Pandemic is exacerbating trends such as cargo crime, man-made disruptions, and political protests, which all threaten supply chain resilience in 2021

Regulatory changes, food fraud, and the ongoing effects of COVID-19 are the primary causes of supply chain disruptions, according to a report from BSI. The standards body predicts the following trends will likely dominate the global supply chain throughout the year ahead:

  • Ongoing challenges from COVID-19 creates new threats for organisations in the coming months;
  • Economic hardship increases the risk of labor exploitation, human rights violations, and stowaway smuggling;
  • Drug smuggling trends remain consistent, however, means and methods will continue to change and evolve due to COVID-19;
  • Food fraud and safety will continue to challenge supply chain resilience, and
  • Regulatory changes will test organisational adaptability.

“COVID-19 will certainly have latent effects on organisational resilience throughout 2021, directly and indirectly shifting the way organisations do business,” said Jim Yarbrough, Global Intelligence Program manager at BSI.

“However, several other challenges, including increased regulation of supply chains and forced labour, are poised to challenge organisational resilience and business continuity as the world continues to grapple with the lingering impacts of the pandemic.”

Ongoing challenges from COVID-19

Many of the COVID-19 related challenges that organisations faced in 2020 forced them to adjust in novel ways to maintain their supply chain continuity, integrity, and overall resilience.

Yet, at the same time, the spread of the virus seemed to merely exacerbate historical trends and known risks such as cargo crime, man-made disruptions, and political protests, which all remain as risks to supply chain resilience in 2021.

BSI intelligence noted an increase in thefts from facilities in Africa and Europe and an overall increase in stolen medical supplies last year.

However, despite these changes noted in the BSI incident data, some trends remained the same, such as in Latin America, which continued to experience a high number of hijackings, and the United States and Canada saw consistent trends in the targeting of trucks parked in vulnerable locations.

As the spread and impact of COVID-19 reduces, cargo theft trends are expected to return to pre-pandemic levels, with certain types of goods losing value again, such as personal protective equipment (PPE), and the resumption in trade leading to more movement of vehicles, restoring thieves’ opportunities to again strike this transportation mode.

Food fraud and safety an ongoing challenge

The COVID-19 pandemic initially led to panic buying, stockpiling, and overall disruption to food supply chains in well-developed countries; while these countries were able to manage the problem, it did expose flaws in global food supply chains that criminals could use to introduce fraudulent food into legitimate supplies.

These same vulnerabilities existed in food supply chains prior to 2020 and continue to exist now, indicating that food organisations will continue to be susceptible to fraud in 2021 and beyond.

Part of the challenge lies in the globalisation of food supply chains, which sources inputs from an array of countries that may or may not have a robust framework and enforcement apparatus available to combat fraudulent practices.

According to a 2020 report from the Food and Agriculture Organization of the United Nations, “trade in food and agriculture has more than doubled in real terms since 1995. Emerging and developing countries have become active participants in global markets, and they now account for about one-third of global trade.”

Given the significant level of global food shortages, BSI found that the risk of food fraud is on the rise.
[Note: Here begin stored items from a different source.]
//! Command-line front end: read a cartridge image, write its listing.

use std::io::{self, Write};
use std::path::PathBuf;
use std::time::{SystemTime, UNIX_EPOCH};

use anyhow::{Context, Result};
use clap::Parser;
use tracing::info;
use tracing_subscriber::EnvFilter;

use a2600_disasm::disassembler::{exporter, read_image};
use a2600_disasm::{disassemble, DisassemblyOptions, Header};

#[derive(Debug, Parser)]
#[command(version, about = "Disassemble an Atari 2600 cartridge image")]
struct Cli {
    /// Cartridge image to disassemble
    input: PathBuf,

    /// Listing file to write (stdout when omitted)
    output: Option<PathBuf>,

    /// Address of the first byte, in hex (e.g. F000)
    #[arg(long, value_parser = parse_hex_u16, default_value = "0")]
    origin: u16,

    /// Show relative branch targets as absolute addresses
    #[arg(long)]
    resolve_branches: bool,

    /// Increase log verbosity (-v debug, -vv trace)
    #[arg(short, long, action = clap::ArgAction::Count)]
    verbose: u8,
}

fn parse_hex_u16(s: &str) -> Result<u16, String> {
    let digits = s.trim_start_matches('$').trim_start_matches("0x");
    u16::from_str_radix(digits, 16).map_err(|e| format!("invalid hex address '{}': {}", s, e))
}

fn init_logging(verbose: u8) {
    let default = match verbose {
        0 => "warn",
        1 => "debug",
        _ => "trace",
    };
    let filter = EnvFilter::try_from_default_env().unwrap_or_else(|_| EnvFilter::new(default));
    tracing_subscriber::fmt()
        .with_env_filter(filter)
        .with_writer(io::stderr)
        .init();
}

fn main() -> Result<()> {
    let cli = Cli::parse();
    init_logging(cli.verbose);

    let bytes = read_image(&cli.input)?;
    info!(path = %cli.input.display(), size = bytes.len(), "loaded image");

    let options = DisassemblyOptions {
        origin: cli.origin,
        resolve_branches: cli.resolve_branches,
    };
    let listing = disassemble(&bytes, options)
        .with_context(|| format!("failed to disassemble {}", cli.input.display()))?;

    let generated = SystemTime::now()
        .duration_since(UNIX_EPOCH)
        .map(|d| format!("{} (seconds since Unix epoch)", d.as_secs()))
        .unwrap_or_else(|_| "at an unknown time".to_string());
    let filename = cli.input.display().to_string();
    let header = Header {
        filename: &filename,
        generated: &generated,
    };

    match &cli.output {
        Some(path) => {
            let mut out = exporter::create_output(path)?;
            exporter::export(&mut out, &header, &listing)?;
        }
        None => {
            let stdout = io::stdout();
            let mut out = stdout.lock();
            exporter::export(&mut out, &header, &listing)?;
            out.flush()?;
        }
    }

    Ok(())
}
Specifically, alcohol and tobacco products saw a global increase in thefts and counterfeiting, given their increasing value and related shortages, as consumption rose while people were in lockdown.

Finally, issues of food safety continue to be of paramount concern, as the spread of COVID-19 last year significantly affected government capacity to enforce food safety regulations, which means that some foods may not have been checked as thoroughly.

Regulatory changes test organizational adaptability

In 2020, governments passed a range of regulatory and legislative measures that will continue to affect supply chains and are likely to challenge organisational resilience by creating new compliance measures aimed at increasing sustainable sourcing and improving supply chain security.

It is almost certain that organizations will have to increasingly scrutinise the supply chain for susceptibility to labour violations, as a number of governments made a concerted effort to address this issue.

As such, these new regulations pertaining to security could have impacts on business operations in 2021, underscoring the need for continuity planning.

Finally, in addition to regulation aimed at eliminating the use of forced labor in the supply chain, regulatory developments surrounding sustainable sourcing and deforestation, as well as cargo and port security, will impact organisations throughout the year ahead.